[Data excerpts]
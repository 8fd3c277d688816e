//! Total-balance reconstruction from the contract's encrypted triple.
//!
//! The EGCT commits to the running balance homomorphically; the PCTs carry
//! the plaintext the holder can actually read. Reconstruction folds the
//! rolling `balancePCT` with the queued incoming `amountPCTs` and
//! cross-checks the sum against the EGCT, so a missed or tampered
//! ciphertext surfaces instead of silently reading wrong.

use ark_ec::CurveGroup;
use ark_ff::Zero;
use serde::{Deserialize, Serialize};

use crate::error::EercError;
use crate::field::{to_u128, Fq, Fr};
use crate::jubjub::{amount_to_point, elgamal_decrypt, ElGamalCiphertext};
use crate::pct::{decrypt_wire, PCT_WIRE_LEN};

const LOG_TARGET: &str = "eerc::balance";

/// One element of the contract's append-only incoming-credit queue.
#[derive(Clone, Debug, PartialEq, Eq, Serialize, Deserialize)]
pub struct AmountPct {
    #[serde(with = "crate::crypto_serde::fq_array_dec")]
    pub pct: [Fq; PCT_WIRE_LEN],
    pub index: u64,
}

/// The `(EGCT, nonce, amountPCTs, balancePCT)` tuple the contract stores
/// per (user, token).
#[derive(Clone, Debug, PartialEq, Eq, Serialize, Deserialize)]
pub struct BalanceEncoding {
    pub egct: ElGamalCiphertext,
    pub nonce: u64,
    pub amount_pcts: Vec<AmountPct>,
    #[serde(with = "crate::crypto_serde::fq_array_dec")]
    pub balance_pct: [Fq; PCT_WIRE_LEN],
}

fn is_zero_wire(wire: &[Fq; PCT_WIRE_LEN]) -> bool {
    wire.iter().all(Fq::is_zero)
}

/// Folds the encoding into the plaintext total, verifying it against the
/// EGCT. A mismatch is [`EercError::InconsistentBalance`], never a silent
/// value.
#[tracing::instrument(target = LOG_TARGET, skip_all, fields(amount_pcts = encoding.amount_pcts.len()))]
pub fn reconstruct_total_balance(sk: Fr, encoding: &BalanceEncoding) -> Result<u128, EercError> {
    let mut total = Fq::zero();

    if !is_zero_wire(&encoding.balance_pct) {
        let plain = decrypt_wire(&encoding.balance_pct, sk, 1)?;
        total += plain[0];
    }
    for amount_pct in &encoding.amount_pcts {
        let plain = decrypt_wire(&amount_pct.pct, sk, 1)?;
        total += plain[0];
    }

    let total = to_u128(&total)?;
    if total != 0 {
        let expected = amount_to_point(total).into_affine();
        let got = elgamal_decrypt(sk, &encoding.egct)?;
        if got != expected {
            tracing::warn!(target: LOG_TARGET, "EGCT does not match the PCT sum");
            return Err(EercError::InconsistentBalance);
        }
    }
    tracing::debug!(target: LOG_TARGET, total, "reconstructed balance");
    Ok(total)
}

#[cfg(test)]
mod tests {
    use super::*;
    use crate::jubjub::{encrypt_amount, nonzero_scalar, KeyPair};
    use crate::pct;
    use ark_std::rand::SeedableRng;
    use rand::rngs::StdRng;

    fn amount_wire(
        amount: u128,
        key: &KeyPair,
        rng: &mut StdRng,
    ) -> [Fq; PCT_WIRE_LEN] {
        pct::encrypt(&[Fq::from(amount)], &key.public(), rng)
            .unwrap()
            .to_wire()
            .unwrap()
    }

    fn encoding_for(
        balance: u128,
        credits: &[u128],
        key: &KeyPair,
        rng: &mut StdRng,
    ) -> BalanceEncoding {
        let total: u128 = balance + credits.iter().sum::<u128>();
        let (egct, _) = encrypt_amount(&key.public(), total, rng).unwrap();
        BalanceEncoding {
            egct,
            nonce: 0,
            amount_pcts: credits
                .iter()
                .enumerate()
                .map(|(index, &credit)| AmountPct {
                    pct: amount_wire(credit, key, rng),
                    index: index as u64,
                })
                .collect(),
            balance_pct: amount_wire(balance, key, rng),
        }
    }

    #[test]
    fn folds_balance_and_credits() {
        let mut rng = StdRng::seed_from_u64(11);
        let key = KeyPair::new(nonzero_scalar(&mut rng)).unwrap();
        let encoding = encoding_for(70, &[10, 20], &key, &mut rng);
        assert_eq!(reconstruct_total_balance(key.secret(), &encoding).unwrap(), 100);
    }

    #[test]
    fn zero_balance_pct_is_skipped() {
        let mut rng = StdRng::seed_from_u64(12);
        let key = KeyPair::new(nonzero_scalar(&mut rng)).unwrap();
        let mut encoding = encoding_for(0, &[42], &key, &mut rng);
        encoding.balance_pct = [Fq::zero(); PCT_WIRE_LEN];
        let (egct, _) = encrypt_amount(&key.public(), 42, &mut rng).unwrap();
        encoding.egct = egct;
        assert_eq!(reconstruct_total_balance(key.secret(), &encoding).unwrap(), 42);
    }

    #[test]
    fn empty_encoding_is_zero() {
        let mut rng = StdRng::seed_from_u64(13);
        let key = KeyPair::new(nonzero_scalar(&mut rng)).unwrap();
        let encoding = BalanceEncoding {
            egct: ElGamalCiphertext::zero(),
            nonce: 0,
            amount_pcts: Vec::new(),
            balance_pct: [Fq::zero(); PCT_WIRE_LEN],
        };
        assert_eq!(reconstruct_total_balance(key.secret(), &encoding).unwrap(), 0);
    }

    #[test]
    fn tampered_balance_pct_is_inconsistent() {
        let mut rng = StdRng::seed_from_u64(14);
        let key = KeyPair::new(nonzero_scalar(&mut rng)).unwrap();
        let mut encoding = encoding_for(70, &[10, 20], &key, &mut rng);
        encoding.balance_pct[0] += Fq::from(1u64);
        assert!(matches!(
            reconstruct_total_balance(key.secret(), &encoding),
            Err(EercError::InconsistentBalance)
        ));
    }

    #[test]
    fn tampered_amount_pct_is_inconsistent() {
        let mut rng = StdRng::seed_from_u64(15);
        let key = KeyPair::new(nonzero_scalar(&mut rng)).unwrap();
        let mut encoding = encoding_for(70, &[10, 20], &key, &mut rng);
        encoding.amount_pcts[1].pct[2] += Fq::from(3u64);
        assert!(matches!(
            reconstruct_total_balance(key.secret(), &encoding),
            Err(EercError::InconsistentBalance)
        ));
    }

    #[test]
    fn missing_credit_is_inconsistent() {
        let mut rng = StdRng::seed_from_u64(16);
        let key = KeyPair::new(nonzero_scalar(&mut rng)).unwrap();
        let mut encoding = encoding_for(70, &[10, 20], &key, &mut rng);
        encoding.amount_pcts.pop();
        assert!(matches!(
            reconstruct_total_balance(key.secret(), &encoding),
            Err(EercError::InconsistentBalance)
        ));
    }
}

## Your task
From the line that has "let plain = decrypt_wire(&amount_pct.pct, sk, 1)?;" through the line that has "return Err(EercError::InconsistentBalance);", copy every line exactly as it appears above, and leave out all others.

## Exercise answer
        let plain = decrypt_wire(&amount_pct.pct, sk, 1)?;
        total += plain[0];
    }

    let total = to_u128(&total)?;
    if total != 0 {
        let expected = amount_to_point(total).into_affine();
        let got = elgamal_decrypt(sk, &encoding.egct)?;
        if got != expected {
            tracing::warn!(target: LOG_TARGET, "EGCT does not match the PCT sum");
            return Err(EercError::InconsistentBalance);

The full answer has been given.